Information supplied:
╔══

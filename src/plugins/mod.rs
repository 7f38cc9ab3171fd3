mod design;

pub use design::DesignEvaluatorPlugin;
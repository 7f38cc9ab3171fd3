mod powerplant;

pub use powerplant::{
    altitude_limited_power, apply_diminishing_returns, engine_power_at, multi_altitude_power,
    naturally_aspirated_power, nearest_altitude, single_altitude_power,
};
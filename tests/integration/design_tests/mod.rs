mod atmosphere;
mod evaluation;
mod plugin;
mod scenarios;
mod air_data;
mod drag;

pub use air_data::{air_properties_at, density_ratio};
pub use drag::{
    category_drag, clean_drag_at, compressibility_drag, drag_at, induced_drag_coefficient,
    lift_coefficient, CategoryDrag, DragBreakdown,
};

╚══

Aim of the exercise:
Transcription of the entire listing, word for word, is required.

Answer space:
filename src/plugins/mod.rs
repository 7f38cc9ab3171fd3
mod design;

pub use design::DesignEvaluatorPlugin;
repository 7f38cc9ab3171fd3
mod powerplant;

pub use powerplant::{
    altitude_limited_power, apply_diminishing_returns, engine_power_at, multi_altitude_power,
    naturally_aspirated_power, nearest_altitude, single_altitude_power,
};
filename tests/integration/design_tests/mod.rs
mod atmosphere;
mod evaluation;
mod plugin;
mod scenarios;
mod air_data;
mod drag;

pub use air_data::{air_properties_at, density_ratio};
pub use drag::{
    category_drag, clean_drag_at, compressibility_drag, drag_at, induced_drag_coefficient,
    lift_coefficient, CategoryDrag, DragBreakdown,
};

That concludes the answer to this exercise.